EXERCISE | Look for the word "Option" in the material below. Copy each line that has it.

DATA FOR THIS TASK |
****

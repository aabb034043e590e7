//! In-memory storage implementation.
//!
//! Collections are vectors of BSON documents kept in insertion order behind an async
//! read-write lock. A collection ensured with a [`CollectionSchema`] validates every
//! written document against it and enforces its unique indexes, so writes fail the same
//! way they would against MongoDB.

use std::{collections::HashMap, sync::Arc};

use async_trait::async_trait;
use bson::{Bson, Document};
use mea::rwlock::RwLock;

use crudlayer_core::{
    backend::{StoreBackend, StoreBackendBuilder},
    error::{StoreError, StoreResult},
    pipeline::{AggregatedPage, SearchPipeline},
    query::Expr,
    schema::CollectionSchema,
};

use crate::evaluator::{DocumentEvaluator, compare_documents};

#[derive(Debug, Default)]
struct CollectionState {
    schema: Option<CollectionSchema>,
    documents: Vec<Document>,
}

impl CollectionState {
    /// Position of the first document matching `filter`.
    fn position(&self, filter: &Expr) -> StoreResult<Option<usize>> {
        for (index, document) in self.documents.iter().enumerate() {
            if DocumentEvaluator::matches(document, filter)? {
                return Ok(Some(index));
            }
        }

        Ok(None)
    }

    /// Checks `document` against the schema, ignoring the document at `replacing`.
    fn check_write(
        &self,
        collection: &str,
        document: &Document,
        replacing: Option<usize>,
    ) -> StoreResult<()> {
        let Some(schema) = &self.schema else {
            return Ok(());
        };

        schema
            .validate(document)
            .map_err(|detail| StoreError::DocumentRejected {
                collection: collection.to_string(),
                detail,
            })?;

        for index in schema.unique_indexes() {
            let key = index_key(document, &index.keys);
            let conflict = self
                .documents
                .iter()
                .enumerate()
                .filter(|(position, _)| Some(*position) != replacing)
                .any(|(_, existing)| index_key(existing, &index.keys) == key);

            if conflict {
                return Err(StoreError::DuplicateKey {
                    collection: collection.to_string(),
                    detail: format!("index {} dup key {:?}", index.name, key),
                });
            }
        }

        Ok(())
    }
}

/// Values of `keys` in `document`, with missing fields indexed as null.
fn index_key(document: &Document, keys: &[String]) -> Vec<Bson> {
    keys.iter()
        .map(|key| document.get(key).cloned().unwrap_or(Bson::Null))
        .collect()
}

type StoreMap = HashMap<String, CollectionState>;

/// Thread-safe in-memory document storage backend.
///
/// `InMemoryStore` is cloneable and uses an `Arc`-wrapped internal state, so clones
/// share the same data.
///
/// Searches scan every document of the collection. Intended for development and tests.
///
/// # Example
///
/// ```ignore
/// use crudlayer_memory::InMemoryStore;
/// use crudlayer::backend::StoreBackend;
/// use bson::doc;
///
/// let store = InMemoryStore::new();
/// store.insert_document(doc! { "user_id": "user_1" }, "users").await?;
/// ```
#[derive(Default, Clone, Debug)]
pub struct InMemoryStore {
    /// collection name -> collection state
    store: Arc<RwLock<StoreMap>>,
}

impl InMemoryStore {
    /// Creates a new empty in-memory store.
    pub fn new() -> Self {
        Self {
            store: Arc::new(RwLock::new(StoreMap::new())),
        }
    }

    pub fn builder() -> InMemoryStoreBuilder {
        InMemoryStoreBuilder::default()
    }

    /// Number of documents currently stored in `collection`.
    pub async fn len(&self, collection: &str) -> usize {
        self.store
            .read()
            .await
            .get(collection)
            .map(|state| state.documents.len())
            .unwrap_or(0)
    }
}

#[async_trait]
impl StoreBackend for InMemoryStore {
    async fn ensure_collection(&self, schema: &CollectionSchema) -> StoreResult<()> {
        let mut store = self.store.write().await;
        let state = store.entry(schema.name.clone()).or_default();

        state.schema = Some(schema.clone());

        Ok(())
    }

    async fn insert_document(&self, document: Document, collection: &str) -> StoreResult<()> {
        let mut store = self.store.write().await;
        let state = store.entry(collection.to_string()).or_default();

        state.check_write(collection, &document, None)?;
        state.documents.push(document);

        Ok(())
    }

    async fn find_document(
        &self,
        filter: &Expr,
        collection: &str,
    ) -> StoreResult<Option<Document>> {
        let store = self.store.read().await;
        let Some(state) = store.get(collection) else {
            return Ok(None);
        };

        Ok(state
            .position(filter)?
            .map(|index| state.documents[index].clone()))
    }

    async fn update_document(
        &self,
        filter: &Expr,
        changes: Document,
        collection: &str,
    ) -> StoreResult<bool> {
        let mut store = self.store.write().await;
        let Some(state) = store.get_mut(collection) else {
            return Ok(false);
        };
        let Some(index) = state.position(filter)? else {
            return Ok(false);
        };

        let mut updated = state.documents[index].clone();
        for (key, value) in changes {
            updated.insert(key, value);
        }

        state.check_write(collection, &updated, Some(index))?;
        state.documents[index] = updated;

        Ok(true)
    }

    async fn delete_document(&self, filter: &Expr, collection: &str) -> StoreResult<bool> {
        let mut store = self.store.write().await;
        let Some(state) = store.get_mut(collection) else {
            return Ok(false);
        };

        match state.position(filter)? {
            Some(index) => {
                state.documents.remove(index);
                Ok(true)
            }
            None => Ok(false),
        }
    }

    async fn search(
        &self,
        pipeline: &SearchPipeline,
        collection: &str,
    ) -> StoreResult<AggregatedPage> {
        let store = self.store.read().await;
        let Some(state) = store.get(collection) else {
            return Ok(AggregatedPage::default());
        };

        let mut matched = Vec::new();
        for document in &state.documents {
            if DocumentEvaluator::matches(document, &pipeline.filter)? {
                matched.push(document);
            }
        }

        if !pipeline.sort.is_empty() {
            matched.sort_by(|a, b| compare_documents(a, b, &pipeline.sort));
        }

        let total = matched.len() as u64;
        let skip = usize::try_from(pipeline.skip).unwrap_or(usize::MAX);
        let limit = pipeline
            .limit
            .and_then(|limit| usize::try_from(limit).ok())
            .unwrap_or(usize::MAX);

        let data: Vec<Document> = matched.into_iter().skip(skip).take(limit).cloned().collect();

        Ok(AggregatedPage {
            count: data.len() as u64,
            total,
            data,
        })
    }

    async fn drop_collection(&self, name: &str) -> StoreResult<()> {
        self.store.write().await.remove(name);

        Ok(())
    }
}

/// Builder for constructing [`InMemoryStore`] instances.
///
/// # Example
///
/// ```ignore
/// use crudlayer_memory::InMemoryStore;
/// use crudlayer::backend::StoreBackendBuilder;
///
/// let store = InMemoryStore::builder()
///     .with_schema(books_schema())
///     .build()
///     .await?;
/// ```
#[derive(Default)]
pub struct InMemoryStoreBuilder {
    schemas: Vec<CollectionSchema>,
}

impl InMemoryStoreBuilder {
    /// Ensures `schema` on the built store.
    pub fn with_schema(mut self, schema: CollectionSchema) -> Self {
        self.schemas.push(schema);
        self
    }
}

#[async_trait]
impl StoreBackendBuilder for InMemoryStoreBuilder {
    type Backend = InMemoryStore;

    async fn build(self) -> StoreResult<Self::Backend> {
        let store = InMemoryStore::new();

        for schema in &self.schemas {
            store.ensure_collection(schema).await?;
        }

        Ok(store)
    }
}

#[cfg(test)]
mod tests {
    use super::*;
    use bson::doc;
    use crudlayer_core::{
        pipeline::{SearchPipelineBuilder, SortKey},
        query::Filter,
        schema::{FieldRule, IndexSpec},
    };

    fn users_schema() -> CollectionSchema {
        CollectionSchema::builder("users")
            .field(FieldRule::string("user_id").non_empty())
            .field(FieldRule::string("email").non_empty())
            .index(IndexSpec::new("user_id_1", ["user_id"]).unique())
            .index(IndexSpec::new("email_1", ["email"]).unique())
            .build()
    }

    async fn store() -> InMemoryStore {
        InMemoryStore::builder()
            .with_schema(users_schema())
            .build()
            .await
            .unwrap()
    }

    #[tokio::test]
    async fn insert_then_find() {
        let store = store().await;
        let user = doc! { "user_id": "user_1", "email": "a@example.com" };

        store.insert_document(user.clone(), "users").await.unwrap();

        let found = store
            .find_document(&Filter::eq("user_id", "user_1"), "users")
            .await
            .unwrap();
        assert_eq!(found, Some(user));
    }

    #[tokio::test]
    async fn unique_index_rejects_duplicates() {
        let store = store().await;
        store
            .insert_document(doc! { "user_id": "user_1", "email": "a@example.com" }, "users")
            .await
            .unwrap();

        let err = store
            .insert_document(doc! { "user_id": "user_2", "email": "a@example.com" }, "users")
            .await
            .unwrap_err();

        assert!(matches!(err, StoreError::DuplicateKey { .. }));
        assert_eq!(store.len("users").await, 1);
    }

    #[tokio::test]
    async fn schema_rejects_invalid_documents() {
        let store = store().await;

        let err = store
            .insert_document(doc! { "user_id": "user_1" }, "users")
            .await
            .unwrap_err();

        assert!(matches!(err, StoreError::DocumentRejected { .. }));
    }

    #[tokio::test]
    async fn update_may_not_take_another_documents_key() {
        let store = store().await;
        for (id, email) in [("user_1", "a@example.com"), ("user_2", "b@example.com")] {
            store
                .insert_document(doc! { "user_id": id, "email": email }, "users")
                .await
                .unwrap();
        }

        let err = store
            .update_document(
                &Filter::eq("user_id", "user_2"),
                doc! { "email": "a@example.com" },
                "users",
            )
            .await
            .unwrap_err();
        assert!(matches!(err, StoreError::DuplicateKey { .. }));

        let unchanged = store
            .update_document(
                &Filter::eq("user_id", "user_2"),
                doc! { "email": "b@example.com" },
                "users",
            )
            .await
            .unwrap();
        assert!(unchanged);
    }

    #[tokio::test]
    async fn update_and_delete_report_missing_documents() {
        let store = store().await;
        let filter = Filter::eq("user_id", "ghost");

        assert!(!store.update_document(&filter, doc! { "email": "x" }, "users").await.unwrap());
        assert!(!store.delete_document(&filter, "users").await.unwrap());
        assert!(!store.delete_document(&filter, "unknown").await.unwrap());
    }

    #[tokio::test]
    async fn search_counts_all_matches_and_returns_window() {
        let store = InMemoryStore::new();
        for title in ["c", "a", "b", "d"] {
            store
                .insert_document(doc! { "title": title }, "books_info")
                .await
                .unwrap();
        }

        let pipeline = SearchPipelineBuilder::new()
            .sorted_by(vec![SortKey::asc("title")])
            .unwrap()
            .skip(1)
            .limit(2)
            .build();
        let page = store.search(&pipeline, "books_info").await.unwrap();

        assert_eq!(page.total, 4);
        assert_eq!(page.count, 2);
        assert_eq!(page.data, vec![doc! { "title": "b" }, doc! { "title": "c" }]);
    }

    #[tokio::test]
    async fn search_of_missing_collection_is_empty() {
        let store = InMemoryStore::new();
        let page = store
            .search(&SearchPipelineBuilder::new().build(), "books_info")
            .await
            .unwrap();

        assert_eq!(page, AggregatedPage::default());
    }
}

****

ANSWER |
    schema: Option<CollectionSchema>,
    fn position(&self, filter: &Expr) -> StoreResult<Option<usize>> {
        replacing: Option<usize>,
    ) -> StoreResult<Option<Document>> {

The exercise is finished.